On Sat, 10 Apr 2010, Linus Torvalds wrote:
> On Sat, 10 Apr 2010, Borislav Petkov wrote:
> >
> > And I got an oops again, this time the #GP from couple of days ago.
>
> Oh damn. So the list corruption really does happen still.

Ho humm.

Maybe I'm crazy, but something started bothering me. And I started
wondering: when is the 'page->mapping' of an anonymous page actually
cleared?

The thing is, the mapping of an anonymous page is actually cleared only
when the page is _freed_, in "free_hot_cold_page()".

Now, let's think about that.
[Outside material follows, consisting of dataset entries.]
// src/commands/callback.rs
//! Deliver job results from the command line

use super::open_farm;
use anyhow::{Context, Result, bail};
use buildfarm::api::{self, CallbackRequest, Endpoint, UploadedFile};
use std::path::{Path, PathBuf};

/// Split a `Key=Value` (or `Key: Value`) header argument
fn parse_header(arg: &str) -> Result<(&str, &str)> {
    let split = arg.split_once('=').or_else(|| arg.split_once(':'));
    match split {
        Some((key, value)) if !key.trim().is_empty() => Ok((key.trim(), value.trim())),
        _ => bail!("invalid header {:?}, expected KEY=VALUE", arg),
    }
}

pub fn cmd_callback(
    config_path: Option<&Path>,
    endpoint: &str,
    headers: &[String],
    files: &[PathBuf],
) -> Result<()> {
    let endpoint: Endpoint = endpoint.parse()?;

    let mut request = CallbackRequest::new();
    for header in headers {
        let (key, value) = parse_header(header)?;
        request.add_header(key, value);
    }
    for path in files {
        let file = UploadedFile::read(path)
            .with_context(|| format!("Failed to read upload {}", path.display()))?;
        request.add_file(file);
    }

    let farm = open_farm(config_path)?;
    let message = api::dispatch(&farm, endpoint, &request)?;
    println!("{}", message);
    Ok(())
}

#[cfg(test)]
mod tests {
    use super::*;

    #[test]
    fn test_parse_header() {
        assert_eq!(parse_header("Arch=x86_64").unwrap(), ("Arch", "x86_64"));
        assert_eq!(parse_header("Version: 1-r4").unwrap(), ("Version", "1-r4"));
        assert_eq!(parse_header("Splitrepo=").unwrap(), ("Splitrepo", ""));
        assert!(parse_header("=x").is_err());
        assert!(parse_header("nothing").is_err());
    }
}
And in particular, let's think about how that
relates to the freeing of the 'anon_vma' that the page->mapping points to.

The way the anon_vma is freed is when the mapping is torn down, and we do
roughly:

tlb = tlb_gather_mmu(mm,..)
..
unmap_vmas(&tlb, vma ..
..
free_pgtables()
..
tlb_finish_mmu(tlb, start, end);

and we actually unmap all the pages in "unmap_vmas()", and then _after_
unmapping all the pages we do the "unlink_anon_vmas(vma);" in
"free_pgtables()". Fine so far - the anon_vma stay around until after the
page has been happily unmapped.

But "unmapped all the pages" is _not_ actually the same as "free'd all the
pages". The actual _freeing_ of the page happens generally in
tlb_finish_mmu(), because we can free the page only after we've flushed
any TLB entries.

So what we have in that tlb_gather structure is a list of _pending_ pages
to be freed, while we already actually free'd the anon_vmas earlier!
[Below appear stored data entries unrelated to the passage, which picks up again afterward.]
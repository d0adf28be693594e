// src/commands/build.rs
//! Scheduler commands

use super::open_farm;
use anyhow::{Result, bail};
use buildfarm::jobs;
use buildfarm::report::StatusReport;
use buildfarm::repo::staging;
use buildfarm::scheduler::PassOptions;
use std::path::Path;

/// Run one build pass and print what it did
pub fn cmd_build(
    config_path: Option<&Path>,
    force_repo_update: Option<String>,
    no_repo_update: bool,
) -> Result<()> {
    let farm = open_farm(config_path)?;
    let options = PassOptions {
        force_repo_update_branch: force_repo_update,
        no_repo_update,
    };
    let summary = farm.build_with(&options)?;

    println!("Jobs started: {}", summary.jobs_started());
    for name in summary
        .started
        .iter()
        .chain(&summary.bootstraps_started)
        .chain(&summary.images_started)
    {
        println!("  {}", name);
    }
    for repo in &summary.published {
        println!("Publishing: {}", repo);
    }
    for repo in &summary.stuck {
        println!("Stuck: {}", repo);
    }
    Ok(())
}

pub fn cmd_reconcile(config_path: Option<&Path>) -> Result<()> {
    let farm = open_farm(config_path)?;
    let changed = jobs::reconcile(&farm)?;
    println!("{} status change(s)", changed);
    Ok(())
}

pub fn cmd_status(config_path: Option<&Path>) -> Result<()> {
    let farm = open_farm(config_path)?;
    let conn = farm.open_db()?;
    let report = StatusReport::collect(&farm, &conn)?;
    println!("{}", report);
    Ok(())
}

/// Start a get_depends job for a configured or staging branch
pub fn cmd_get_depends(config_path: Option<&Path>, branch: &str) -> Result<()> {
    let farm = open_farm(config_path)?;
    if !staging::discover(&farm)?.iter().any(|b| b.name == branch) {
        bail!("unknown branch: {}", branch);
    }

    let conn = farm.open_db()?;
    let job_id = jobs::get_depends::run(&farm, &conn, branch)?;
    println!("Started get_depends job {}: {}", job_id, farm.backend().link(job_id));
    Ok(())
}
Now, the thing is, tlb_gather_mmu() begins a preempt-safe region (because
we use a per-cpu variable), but as far as I can tell it is _not_ an
RCU-safe region.

So I think we might actually get a real RCU freeing event while this all
happens. So now the 'anon_vma' that 'page->mapping' points to has not just
been released back to the SLUB caches, the page itself might have been
released too.

I dunno. Does the above sound at all sane? Or am I just raving?
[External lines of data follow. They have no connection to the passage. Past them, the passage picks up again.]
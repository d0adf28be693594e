// src/scheduler/select.rs

//! Candidate selection
//!
//! Pure functions over loaded rows, so the scheduling rules can be tested
//! without a database.

use crate::db::models::{Image, ImageStatus, Package, PackageStatus};
use std::collections::HashMap;

/// A package may be built once all of its dependencies are built or published
pub fn depends_ready(dependency_statuses: &[PackageStatus]) -> bool {
    dependency_statuses.iter().all(|status| status.is_done())
}

/// A failed build is retried while it stays below the retry ceiling
pub fn retry_eligible(retry_count: i64, retry_max: i64) -> bool {
    retry_count < retry_max
}

/// Next package to build
///
/// Failed packages with retries left come first, then queued ones; both
/// only when every dependency is done. Within a group the input order
/// (oldest first) is kept.
pub fn pick_next_package<'a>(
    candidates: &'a [Package],
    dependency_statuses: &HashMap<i64, Vec<PackageStatus>>,
    retry_max: i64,
) -> Option<&'a Package> {
    let ready = |package: &&Package| {
        package
            .id
            .and_then(|id| dependency_statuses.get(&id))
            .is_none_or(|statuses| depends_ready(statuses))
    };

    candidates
        .iter()
        .filter(|p| p.status == PackageStatus::Failed && retry_eligible(p.retry_count, retry_max))
        .find(ready)
        .or_else(|| {
            candidates
                .iter()
                .filter(|p| p.status == PackageStatus::Queued)
                .find(ready)
        })
}

/// Next image to build: failed with retries left first, then queued
pub fn pick_next_image(candidates: &[Image], retry_max: i64) -> Option<&Image> {
    candidates
        .iter()
        .find(|i| i.status == ImageStatus::Failed && retry_eligible(i.retry_count, retry_max))
        .or_else(|| candidates.iter().find(|i| i.status == ImageStatus::Queued))
}

#[cfg(test)]
mod tests {
    use super::*;

    fn package(id: i64, pkgname: &str, status: PackageStatus, retry_count: i64) -> Package {
        let mut package = Package::new("x86_64", "master", pkgname, "1-r0");
        package.id = Some(id);
        package.status = status;
        package.retry_count = retry_count;
        package
    }

    #[test]
    fn test_depends_ready() {
        assert!(depends_ready(&[]));
        assert!(depends_ready(&[PackageStatus::Built, PackageStatus::Published]));
        assert!(!depends_ready(&[PackageStatus::Built, PackageStatus::Queued]));
        assert!(!depends_ready(&[PackageStatus::Failed]));
        assert!(!depends_ready(&[PackageStatus::Building]));
    }

    #[test]
    fn test_failed_before_queued() {
        let candidates = vec![
            package(1, "queued", PackageStatus::Queued, 0),
            package(2, "failed", PackageStatus::Failed, 1),
        ];
        let picked = pick_next_package(&candidates, &HashMap::new(), 5).unwrap();
        assert_eq!(picked.pkgname, "failed");
    }

    #[test]
    fn test_retry_ceiling_excludes() {
        let candidates = vec![package(1, "failed", PackageStatus::Failed, 5)];
        assert!(pick_next_package(&candidates, &HashMap::new(), 5).is_none());

        let candidates = vec![
            package(1, "failed", PackageStatus::Failed, 7),
            package(2, "queued", PackageStatus::Queued, 0),
        ];
        let picked = pick_next_package(&candidates, &HashMap::new(), 5).unwrap();
        assert_eq!(picked.pkgname, "queued");
    }

    #[test]
    fn test_waits_for_dependencies() {
        let candidates = vec![
            package(1, "hello-world-wrapper", PackageStatus::Queued, 0),
            package(2, "hello-world", PackageStatus::Queued, 0),
        ];
        let mut deps = HashMap::new();
        deps.insert(1, vec![PackageStatus::Queued]);

        let picked = pick_next_package(&candidates, &deps, 5).unwrap();
        assert_eq!(picked.pkgname, "hello-world");

        deps.insert(1, vec![PackageStatus::Built]);
        let picked = pick_next_package(&candidates, &deps, 5).unwrap();
        assert_eq!(picked.pkgname, "hello-world-wrapper");
    }

    #[test]
    fn test_pick_next_image() {
        let mut queued = Image::new("qemu-amd64", "master", "console");
        queued.status = ImageStatus::Queued;
        let mut failed = Image::new("qemu-amd64", "master", "phosh");
        failed.status = ImageStatus::Failed;
        failed.retry_count = 1;

        let candidates = vec![queued.clone(), failed.clone()];
        assert_eq!(pick_next_image(&candidates, 5).unwrap().ui, "phosh");
        assert_eq!(pick_next_image(&candidates, 1).unwrap().ui, "console");

        failed.retry_count = 5;
        assert!(pick_next_image(&[failed], 5).is_none());
    }
}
Something hacky like the above might fix it if I'm not just raving. I
really might be missing something here.

Linus

---
include/asm-generic/tlb.h | 3 +++
1 files changed, 3 insertions(+), 0 deletions(-)

diff --git a/include/asm-generic/tlb.h b/include/asm-generic/tlb.h
index e43f976..2678118 100644
--- a/include/asm-generic/tlb.h
+++ b/include/asm-generic/tlb.h
@@ -14,6 +14,7 @@
#define _ASM_GENERIC__TLB_H

#include <linux/swap.h>
+#include <linux/rcupdate.h>
#include <asm/pgalloc.h>
#include <asm/tlbflush.h>

@@ -62,6 +63,7 @@ tlb_gather_mmu(struct mm_struct *mm, unsigned int full_mm_flush)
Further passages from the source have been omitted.